#### Material provided

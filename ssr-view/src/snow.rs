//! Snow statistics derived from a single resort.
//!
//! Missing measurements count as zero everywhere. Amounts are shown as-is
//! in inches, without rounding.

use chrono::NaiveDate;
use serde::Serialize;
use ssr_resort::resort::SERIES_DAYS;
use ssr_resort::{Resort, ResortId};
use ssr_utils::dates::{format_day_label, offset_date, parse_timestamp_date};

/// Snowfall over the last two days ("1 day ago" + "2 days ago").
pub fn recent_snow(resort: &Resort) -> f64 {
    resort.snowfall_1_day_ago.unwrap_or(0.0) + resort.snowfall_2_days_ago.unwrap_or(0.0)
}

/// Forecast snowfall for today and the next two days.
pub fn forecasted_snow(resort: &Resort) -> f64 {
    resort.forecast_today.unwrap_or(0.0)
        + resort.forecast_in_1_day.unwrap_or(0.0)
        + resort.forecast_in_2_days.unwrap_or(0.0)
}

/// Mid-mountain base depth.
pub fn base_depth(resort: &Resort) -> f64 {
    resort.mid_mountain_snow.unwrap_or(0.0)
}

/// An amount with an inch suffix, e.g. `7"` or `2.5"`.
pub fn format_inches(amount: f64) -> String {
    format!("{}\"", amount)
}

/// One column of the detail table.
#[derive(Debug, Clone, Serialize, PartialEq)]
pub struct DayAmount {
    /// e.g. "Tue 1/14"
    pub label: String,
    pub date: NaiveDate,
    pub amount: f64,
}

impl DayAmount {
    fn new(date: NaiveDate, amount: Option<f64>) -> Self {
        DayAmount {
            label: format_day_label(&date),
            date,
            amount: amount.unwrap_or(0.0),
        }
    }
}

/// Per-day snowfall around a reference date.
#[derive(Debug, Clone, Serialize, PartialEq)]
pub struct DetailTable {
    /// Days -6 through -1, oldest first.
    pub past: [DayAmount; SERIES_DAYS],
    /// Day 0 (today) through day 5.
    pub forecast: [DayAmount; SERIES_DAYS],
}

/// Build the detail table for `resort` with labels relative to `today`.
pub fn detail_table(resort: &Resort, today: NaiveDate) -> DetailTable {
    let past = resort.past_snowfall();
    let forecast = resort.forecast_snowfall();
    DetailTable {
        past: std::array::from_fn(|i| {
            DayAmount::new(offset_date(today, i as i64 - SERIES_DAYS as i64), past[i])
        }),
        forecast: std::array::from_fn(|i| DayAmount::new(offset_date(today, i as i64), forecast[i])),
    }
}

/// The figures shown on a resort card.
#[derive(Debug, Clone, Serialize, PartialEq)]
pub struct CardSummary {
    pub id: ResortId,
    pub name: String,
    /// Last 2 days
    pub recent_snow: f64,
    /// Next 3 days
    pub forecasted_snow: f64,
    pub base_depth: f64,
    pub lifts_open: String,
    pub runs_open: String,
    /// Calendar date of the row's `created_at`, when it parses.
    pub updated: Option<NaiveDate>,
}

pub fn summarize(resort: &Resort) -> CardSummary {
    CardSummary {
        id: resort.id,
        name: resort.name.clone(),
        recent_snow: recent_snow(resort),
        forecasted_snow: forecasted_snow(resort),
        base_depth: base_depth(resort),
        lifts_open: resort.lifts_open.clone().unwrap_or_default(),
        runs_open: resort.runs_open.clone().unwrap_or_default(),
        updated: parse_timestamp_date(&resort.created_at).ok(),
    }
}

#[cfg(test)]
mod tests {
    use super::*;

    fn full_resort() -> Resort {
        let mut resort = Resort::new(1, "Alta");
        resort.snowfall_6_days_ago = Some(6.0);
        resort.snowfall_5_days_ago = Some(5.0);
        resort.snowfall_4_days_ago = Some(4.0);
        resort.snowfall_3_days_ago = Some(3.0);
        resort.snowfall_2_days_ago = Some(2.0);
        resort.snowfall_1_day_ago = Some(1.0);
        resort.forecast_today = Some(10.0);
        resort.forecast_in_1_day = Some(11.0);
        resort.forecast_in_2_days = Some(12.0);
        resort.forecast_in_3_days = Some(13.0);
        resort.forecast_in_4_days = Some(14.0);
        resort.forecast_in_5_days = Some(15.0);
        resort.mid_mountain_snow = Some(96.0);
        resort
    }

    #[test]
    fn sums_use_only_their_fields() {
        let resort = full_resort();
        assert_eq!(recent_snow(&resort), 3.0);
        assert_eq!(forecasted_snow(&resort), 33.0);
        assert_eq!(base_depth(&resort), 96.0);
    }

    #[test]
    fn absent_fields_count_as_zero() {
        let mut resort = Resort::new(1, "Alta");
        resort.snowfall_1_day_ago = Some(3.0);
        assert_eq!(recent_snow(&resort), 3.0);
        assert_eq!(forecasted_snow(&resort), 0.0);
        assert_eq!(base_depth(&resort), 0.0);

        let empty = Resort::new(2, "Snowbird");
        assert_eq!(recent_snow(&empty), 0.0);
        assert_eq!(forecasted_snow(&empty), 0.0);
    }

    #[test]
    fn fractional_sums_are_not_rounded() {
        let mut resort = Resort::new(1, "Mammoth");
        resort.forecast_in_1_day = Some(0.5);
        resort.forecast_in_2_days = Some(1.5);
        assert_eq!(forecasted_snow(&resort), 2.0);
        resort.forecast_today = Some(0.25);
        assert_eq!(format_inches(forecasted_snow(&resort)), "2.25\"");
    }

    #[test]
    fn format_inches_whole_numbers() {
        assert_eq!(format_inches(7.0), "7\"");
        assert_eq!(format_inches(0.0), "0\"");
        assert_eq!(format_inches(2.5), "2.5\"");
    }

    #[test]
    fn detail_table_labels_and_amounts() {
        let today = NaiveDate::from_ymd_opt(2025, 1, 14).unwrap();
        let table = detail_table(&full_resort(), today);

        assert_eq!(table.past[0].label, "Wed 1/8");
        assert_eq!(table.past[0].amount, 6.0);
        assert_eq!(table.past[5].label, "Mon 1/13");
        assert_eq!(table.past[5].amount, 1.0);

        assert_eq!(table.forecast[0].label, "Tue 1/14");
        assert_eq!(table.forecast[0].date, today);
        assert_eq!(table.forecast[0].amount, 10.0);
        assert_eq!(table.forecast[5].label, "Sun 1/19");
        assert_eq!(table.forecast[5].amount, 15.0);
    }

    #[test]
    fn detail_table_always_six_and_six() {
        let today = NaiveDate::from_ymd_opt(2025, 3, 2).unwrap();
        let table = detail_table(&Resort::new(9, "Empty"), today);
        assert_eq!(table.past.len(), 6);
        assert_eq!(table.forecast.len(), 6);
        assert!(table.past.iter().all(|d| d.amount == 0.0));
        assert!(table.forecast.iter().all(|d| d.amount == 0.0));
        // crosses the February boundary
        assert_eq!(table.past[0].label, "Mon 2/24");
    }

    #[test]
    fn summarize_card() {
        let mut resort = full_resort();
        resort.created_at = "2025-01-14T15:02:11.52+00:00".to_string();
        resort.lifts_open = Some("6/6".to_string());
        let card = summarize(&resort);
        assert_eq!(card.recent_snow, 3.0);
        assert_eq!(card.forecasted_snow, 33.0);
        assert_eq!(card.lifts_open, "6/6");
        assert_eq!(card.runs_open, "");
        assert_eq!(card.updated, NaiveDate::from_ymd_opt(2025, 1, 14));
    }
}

########

## Task description:
Which lines of the data contain the string "ResortId"? Copy each one.

## Output of the task:
use ssr_resort::{Resort, ResortId};
    pub id: ResortId,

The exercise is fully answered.